ジュリスは俺とシルナに、それぞれ何やら魔法をかけてくれた。

「…何だ?」

「お前達に幻覚魔法をかけた。これで、お前らは二人共完全に別人に見られてるはずだ」

…あ。

何のことはない。ジュリスは、このファニレス王宮にかけられている魔法と、同じことをしたのだ。

俺とシルナは、互いに新聞の写真に載ってしまっている。

つまり、顔が知られているのだ。

その為、ジュリスは幻覚魔法で俺とシルナの姿を偽装。

お陰で俺もシルナも、この幻覚魔法の効果が消えるまでは、別人に変装している状態になる。
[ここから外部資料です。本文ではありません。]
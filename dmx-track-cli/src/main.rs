//! DMX Track CLI Application
//!
//! Command-line front end for the dmx-track-core pipeline. It adds:
//! - Argument and config.toml handling
//! - A label-map resolver fed from a JSON bindings file
//! - A JSON export sink standing in for the animation host
//! - End-of-run summaries and exit codes

use anyhow::Result;
use clap::{Parser, ValueEnum};
use dmx_track_core::binder::label_for_pattern;
use dmx_track_core::{pipeline, ErrorPolicy, NameMapResolver};
use std::collections::HashMap;
use std::path::PathBuf;

mod config;
mod report;
mod sink;

use config::RunSettings;
use sink::JsonExportSink;

/// DMX Track - Convert DMX channel intensities into keyframe tracks
#[derive(Parser, Debug)]
#[command(name = "dmx-track")]
#[command(about = "Convert DMX channel intensity files into keyframe tracks", long_about = None)]
#[command(version)]
pub struct Args {
    /// Raw channel-intensity source file
    #[arg(short, long, value_name = "FILE")]
    source: Option<PathBuf>,

    /// CSV cache of the decoded table (default: source with .csv extension)
    #[arg(long, value_name = "FILE")]
    cache: Option<PathBuf>,

    /// Number of channels per frame (default: 64)
    #[arg(short = 'n', long, value_name = "COUNT")]
    channels: Option<usize>,

    /// Host frame rate, recorded in the output (default: 60)
    #[arg(long, value_name = "FPS")]
    fps: Option<f64>,

    /// Multiplier from normalized intensity to host units (default: 5000)
    #[arg(long, value_name = "MULTIPLIER")]
    scale: Option<f64>,

    /// Ignore an existing cache and decode the source again
    #[arg(long)]
    no_cache: bool,

    /// What to do with a line containing a malformed value
    #[arg(long, value_enum, value_name = "POLICY")]
    on_error: Option<ErrorPolicyArg>,

    /// Build keyframes for all channels in parallel
    #[arg(long)]
    parallel: bool,

    /// JSON file mapping scene labels to host targets
    #[arg(short, long, value_name = "FILE")]
    bindings: Option<PathBuf>,

    /// Label for channel i, with {i} replaced by the index (default: PointLight{i})
    #[arg(long, value_name = "PATTERN")]
    label_pattern: Option<String>,

    /// Output file for exported tracks (default: <source>.tracks.json)
    #[arg(short, long, value_name = "FILE")]
    output: Option<PathBuf>,

    /// Also write the build report as JSON
    #[arg(long, value_name = "FILE")]
    report_json: Option<PathBuf>,

    /// Path to configuration file (config.toml)
    #[arg(short, long, value_name = "FILE")]
    config: Option<PathBuf>,

    /// Only load the frame table and print per-channel statistics
    #[arg(long)]
    inspect: bool,

    /// Verbosity level (can be repeated: -v, -vv)
    #[arg(short, long, action = clap::ArgAction::Count)]
    verbose: u8,

    /// Suppress all output except errors
    #[arg(short, long)]
    quiet: bool,
}

#[derive(Debug, Clone, Copy, ValueEnum)]
enum ErrorPolicyArg {
    Abort,
    SkipLine,
}

impl From<ErrorPolicyArg> for ErrorPolicy {
    fn from(arg: ErrorPolicyArg) -> Self {
        match arg {
            ErrorPolicyArg::Abort => ErrorPolicy::Abort,
            ErrorPolicyArg::SkipLine => ErrorPolicy::SkipLine,
        }
    }
}

fn main() {
    // Parse command line arguments
    let args = Args::parse();

    // Initialize logging
    init_logging(args.verbose, args.quiet);

    log::info!("DMX Track CLI v{}", env!("CARGO_PKG_VERSION"));
    log::debug!("Using core library v{}", dmx_track_core::VERSION);

    let code = match run(&args) {
        Ok(code) => code,
        Err(e) => {
            log::error!("{:#}", e);
            eprintln!("Error: {:#}", e);
            report::EXIT_FATAL
        }
    };

    std::process::exit(code);
}

/// Load settings and dispatch to inspect or build mode
fn run(args: &Args) -> Result<i32> {
    let file_config = match &args.config {
        Some(path) => {
            log::info!("Loading configuration from: {:?}", path);
            config::load_config(path)?
        }
        None => config::AppConfig::default(),
    };
    let settings = config::resolve_settings(args, file_config)?;

    if args.inspect {
        inspect_mode(&settings, args.quiet)
    } else {
        build_mode(&settings, args.quiet)
    }
}

/// Inspect mode - load (or regenerate) the table and print statistics
fn inspect_mode(settings: &RunSettings, quiet: bool) -> Result<i32> {
    let (table, status, skipped) = pipeline::load_table(&settings.pipeline)?;

    if !quiet {
        report::print_table_stats(&table, status, settings.pipeline.frame_rate);
    }

    Ok(if skipped.is_empty() {
        report::EXIT_SUCCESS
    } else {
        report::EXIT_PARTIAL
    })
}

/// Build mode - run the full pipeline and export tracks
fn build_mode(settings: &RunSettings, quiet: bool) -> Result<i32> {
    let targets = match &settings.targets {
        Some(targets) => targets.clone(),
        None => self_targets(settings),
    };
    let mut resolver = NameMapResolver::new(targets).with_pattern(settings.label_pattern.clone());
    let mut sink = JsonExportSink::new(settings.pipeline.frame_rate);

    let outcome = pipeline::run(&settings.pipeline, &mut resolver, &mut sink, None)?;

    sink.write_to(&settings.tracks_output)?;
    if let Some(path) = &settings.report_output {
        report::write_report_json(&outcome, path)?;
    }

    if !quiet {
        report::print_summary(&outcome, settings.pipeline.frame_rate);
    }

    Ok(report::exit_code(&outcome))
}

/// Without a bindings map every channel targets its own label
fn self_targets(settings: &RunSettings) -> HashMap<String, String> {
    (0..settings.pipeline.decode.expected_arity)
        .map(|i| {
            let label = label_for_pattern(&settings.label_pattern, i);
            (label.clone(), label)
        })
        .collect()
}

/// Level for this workspace's own log targets
fn log_level(verbose: u8, quiet: bool) -> log::LevelFilter {
    use log::LevelFilter;

    match (quiet, verbose) {
        (true, _) => LevelFilter::Error,
        (false, 0) => LevelFilter::Info,
        (false, 1) => LevelFilter::Debug,
        (false, _) => LevelFilter::Trace,
    }
}

/// Initialize logging based on verbosity level
///
/// `-v`/`-q` apply to the pipeline and the CLI; other crates log warnings
/// only. `RUST_LOG`, when set, overrides both.
fn init_logging(verbose: u8, quiet: bool) {
    use env_logger::Builder;
    use log::LevelFilter;
    use std::io::Write;

    let level = log_level(verbose, quiet);

    Builder::new()
        .filter_level(LevelFilter::Warn.min(level))
        .filter_module("dmx_track_core", level)
        .filter_module(module_path!(), level)
        .parse_default_env()
        .format(|buf, record| {
            let target = record.target().strip_prefix("dmx_track_core::").unwrap_or(record.target());
            writeln!(buf, "[{} {}] {}", record.level(), target, record.args())
        })
        .init();
}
「国境検問所で止められたら困るだろ。小手先の変装みたいなもんだが、この国を出るまでは多分、大丈夫だ」

「…ジュリス君…。…何から何まで、本当にありがとう」

シルナは感激の涙さえ浮かべながら、ジュリスに感謝の言葉を告げた。

本当にな。一生足向けて眠れないよ。

元々、この二人に足を向けて寝ることは有り得ないが。

「感謝してるなら、必ず無事に帰れ。良いな?」

「あぁ。…お前達もな」

「さぁ、行け。早く」

ジュリスとベリクリーデに見送られながら。

俺とシルナは、ロープを掴んで井戸の底から這い上がった。

その先に、祖国が待っていると信じて。